Never ever take your mental health for granted.
Anyone can become depressed and many of us will indeed suffer from depression or anxiety at some time in our lives.
If you felt flu coming on, you would do something to avert it, so treat your mental health with the same care.
Recognising you are depressed can be difficult. You may have constant flat moods or feel you are taking on too much and you can’t cope with it. And your behaviour may start to change.
If this happens to you, seek help.
Sometimes you may not even be able to put your finger on what is troubling you but it is best to react quickly to any symptoms as the sooner you deal with your depression or panic attacks the better.
Speak to your GP – there are more routes to go down besides medication such as cognitive therapy.

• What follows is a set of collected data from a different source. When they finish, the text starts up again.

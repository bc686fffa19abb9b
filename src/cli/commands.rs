//! Command handlers for Clip Fetcher CLI
//!
//! This module wires the configured capabilities into a
//! [`DownloadService`] and implements one handler per subcommand.

use std::path::PathBuf;
use std::sync::Arc;
use std::time::Instant;

use tracing::{debug, error, info};

use crate::app::{
    ClipScraper, DownloadService, FeedResolver, HttpDownloader, Item, ItemStore, LinkResolver,
    LocalStore,
};
use crate::cli::{BatchProgress, ConfigAction, ConfigArgs, DownloadArgs, DownloadTarget};
use crate::config::{expand_tilde, AppConfig};
use crate::errors::{AppError, ConfigError, Result};

/// Build the production pipeline from a validated configuration
///
/// One rate-limited HTTP handler is shared by the scraper, the resolver
/// and the downloader.
///
/// # Errors
///
/// Returns `AppError::Download` if the HTTP client or the worker
/// configuration is invalid
pub fn build_service(config: &AppConfig) -> Result<DownloadService> {
    let http = config.client_config().build_handler()?;

    let store: Arc<dyn ItemStore> =
        Arc::new(LocalStore::new(&config.download.output_directory));
    let resolver: Arc<dyn LinkResolver> = Arc::new(FeedResolver::new(
        http.clone(),
        config.scraping.feed_url.clone(),
    ));
    let scraper = ClipScraper::new(http.clone(), resolver)
        .with_delay(config.scraping.delay_between_requests);
    let downloader = HttpDownloader::new(config.worker_config(), http, store.clone())?;

    debug!(
        output = %config.download.output_directory.display(),
        workers = config.download.concurrent_workers,
        "Download service ready"
    );
    Ok(DownloadService::new(
        Arc::new(scraper),
        store,
        Arc::new(downloader),
    ))
}

/// Log a failed command and build the message shown on stderr
///
/// Transient failures get a hint that a later run may succeed.
pub fn failure_message(err: &AppError) -> String {
    error!(
        category = err.category(),
        recoverable = err.is_recoverable(),
        "Command failed: {}",
        err
    );

    if err.is_recoverable() {
        format!("Error: {}\n   This looks temporary; try again later.", err)
    } else {
        format!("Error: {}", err)
    }
}

/// Handle the download command
pub async fn handle_download(args: DownloadArgs, config: &AppConfig, quiet: bool) -> Result<()> {
    let service = build_service(config)?;

    match args.target {
        DownloadTarget::All => handle_download_all(&service, config, quiet).await,
        DownloadTarget::Title { title } => {
            handle_download_title(&service, config, &title, quiet).await
        }
    }
}

async fn handle_download_all(
    service: &DownloadService,
    config: &AppConfig,
    quiet: bool,
) -> Result<()> {
    if !quiet {
        println!(
            "📥 Downloading clips to {}",
            config.download.output_directory.display()
        );
        println!("   Workers: {}", config.download.concurrent_workers);
    }

    let progress = BatchProgress::new(!quiet);
    service.downloader().set_progress_callback(progress.callback());

    let start_time = Instant::now();
    let result = service.download_all(&config.scraping.base_url).await;
    let elapsed = start_time.elapsed();

    match &result {
        Ok(()) => progress.finish("done"),
        Err(_) => progress.finish("failed"),
    }
    result?;

    info!(
        downloaded = progress.position(),
        "Download completed in {:?}", elapsed
    );
    if !quiet {
        println!(
            "✅ Finished in {:.1}s ({} new clips)",
            elapsed.as_secs_f64(),
            progress.position()
        );
    }
    Ok(())
}

async fn handle_download_title(
    service: &DownloadService,
    config: &AppConfig,
    title: &str,
    quiet: bool,
) -> Result<()> {
    info!(title, "Downloading single clip");
    service
        .download_specific(&config.scraping.base_url, title)
        .await?;

    if !quiet {
        println!("✅ {} is in {}", title, config.download.output_directory.display());
    }
    Ok(())
}

/// Handle the check command: list clips that are not downloaded yet
pub async fn handle_check(config: &AppConfig) -> Result<()> {
    let service = build_service(config)?;
    let new_items = service.check_for_new(&config.scraping.base_url).await?;

    if new_items.is_empty() {
        println!("✅ All clips are already downloaded");
        return Ok(());
    }

    println!("🆕 {} new clips:", new_items.len());
    for (index, item) in new_items.iter().enumerate() {
        println!("{:>4}. {} [{}]", index + 1, item.title, year_label(item));
        println!("      {}", item.url);
    }
    println!();
    println!("Run 'clip_fetcher download all' to download them.");
    Ok(())
}

fn year_label(item: &Item) -> String {
    item.year
        .map(|year| year.to_string())
        .unwrap_or_else(|| "unknown year".to_string())
}

/// Handle the config command
///
/// `config_path` is the `--config` flag; changes are written there or to
/// the first standard config file.
pub async fn handle_config(
    args: ConfigArgs,
    config: &AppConfig,
    config_path: Option<PathBuf>,
) -> Result<()> {
    match args.action {
        ConfigAction::OutputDir { path } => handle_config_output_dir(&path, config_path).await,
        ConfigAction::Show => handle_config_show(config),
    }
}

/// Persist a new output directory
///
/// Starts from the stored file, not the effective configuration, so
/// environment and `--output-dir` overrides are never written back.
async fn handle_config_output_dir(
    path: &std::path::Path,
    config_path: Option<PathBuf>,
) -> Result<()> {
    let output_dir = expand_tilde(path);
    tokio::fs::create_dir_all(&output_dir).await?;

    let target = AppConfig::target_config_path(config_path)?;
    let mut stored = AppConfig::load_file_only(&target).await?;
    stored.download.output_directory = output_dir.clone();
    stored.validate()?;
    stored.save(&target).await?;

    println!("📁 Output directory set to {}", output_dir.display());
    println!("   Saved to {}", target.display());
    Ok(())
}

fn handle_config_show(config: &AppConfig) -> Result<()> {
    let rendered = toml::to_string_pretty(config).map_err(ConfigError::from)?;
    println!("{}", rendered);
    Ok(())
}
//! Title to download link resolution
//!
//! [`FeedResolver`] answers lookups from an in-memory cache that is filled
//! by a single bulk load of the publication media feed on the first miss.
//!
//! # Key Features
//!
//! - **Load once**: after a successful load, misses never trigger another fetch
//! - **Mutually exclusive load**: concurrent first misses share one fetch
//! - **Explicit state**: an empty feed still counts as loaded
//! - **Hard failures**: transport, status and decode errors are returned as-is

pub mod feed;

use std::collections::HashMap;
use std::sync::Arc;

use async_trait::async_trait;
use tokio::sync::Mutex;
use tracing::{debug, info};

use crate::app::client::HttpHandler;
use crate::app::traits::LinkResolver;
use crate::constants::http;
use crate::errors::{ResolverError, ResolverResult};

pub use feed::{normalize_title, FeedResponse};

/// In-memory resolution cache
#[derive(Debug, Default)]
pub struct ResolutionCache {
    entries: HashMap<String, String>,
    loaded: bool,
}

impl ResolutionCache {
    /// Whether the bulk load already completed
    pub fn is_loaded(&self) -> bool {
        self.loaded
    }

    fn len(&self) -> usize {
        self.entries.len()
    }

    fn get(&self, key: &str) -> Option<String> {
        self.entries.get(key).cloned()
    }
}

/// Link resolver backed by the remote JSON feed
pub struct FeedResolver {
    http: Arc<HttpHandler>,
    feed_url: String,
    cache: Mutex<ResolutionCache>,
}

impl FeedResolver {
    /// Create a resolver with an empty, unloaded cache
    ///
    /// # Arguments
    ///
    /// * `http` - Shared rate-limited HTTP handler
    /// * `feed_url` - Resolution feed endpoint
    pub fn new(http: Arc<HttpHandler>, feed_url: impl Into<String>) -> Self {
        Self {
            http,
            feed_url: feed_url.into(),
            cache: Mutex::new(ResolutionCache::default()),
        }
    }

    /// Whether the bulk load already completed
    pub async fn is_loaded(&self) -> bool {
        self.cache.lock().await.is_loaded()
    }

    /// Number of cached titles
    pub async fn cached_titles(&self) -> usize {
        self.cache.lock().await.len()
    }

    async fn fetch_links(&self) -> ResolverResult<HashMap<String, String>> {
        info!("Loading download links from {}", self.feed_url);

        let response = self
            .http
            .get_document(&self.feed_url, http::ACCEPT_JSON)
            .await?;

        let status = response.status().as_u16();
        if status != 200 {
            return Err(ResolverError::ServerError { status });
        }

        let body = response.text().await?;
        let feed: FeedResponse = serde_json::from_str(&body)?;
        Ok(feed.into_links())
    }
}

#[async_trait]
impl LinkResolver for FeedResolver {
    async fn resolve(&self, title: &str) -> ResolverResult<Option<String>> {
        let key = title.trim();

        // Held across the load so concurrent first misses share one fetch
        let mut cache = self.cache.lock().await;

        if let Some(url) = cache.get(key) {
            return Ok(Some(url));
        }

        if !cache.loaded {
            let links = self.fetch_links().await?;
            cache.entries.extend(links);
            cache.loaded = true;
            info!(titles = cache.len(), "Resolution cache loaded");
        }

        let url = cache.get(key);
        if url.is_none() {
            debug!(title = key, "No download link found");
        }
        Ok(url)
    }
}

So how can hypnotherapy help?
One of the most researched approaches is cognitive behavioural therapy (CBT). It focuses on inappropriate and negative thoughts about ourselves and our futures, resulting in unhealthy negative beliefs and feelings.
But of vital importance is to have a good therapeutic relationship with the client. And my background and the fact that I’ve ‘been there and done that’ means I know exactly what it feels like to be them. I know where they are coming from and I know the journey they need to make to get better.

The majority of my clients who come here with depression and anxiety-related conditions such as panic attacks, have been recommended by previous clients. And that is the greatest compliment a therapist can have.

Anxiety disorders come in many guises and the best way to find the road to recovery is to recognise it quickly. And it is important to challenge patients’ avoidance strategies.
People around you who have never experienced panic attacks will be able to relate to how you’re feeling. You may feel as though you are going to lose control, go mad or, worst still, die. But the worst thing than can happen is the panic attack itself.
It is the fear of one or more of these things happening that maintains the fears and prolongs the feelings generated in your body – feelings that would normally be generated if we were in danger (the fight or flight response).
But having experienced all this myself puts me in a very strong position to help others recover from these disabling thoughts and feelings.

Anxiety is a 21st century epidemic and I have made it my business to tackle it head on.
I have walked that path and found my journey of recovery has that has given me the tools to help other sufferers recover and stay that way.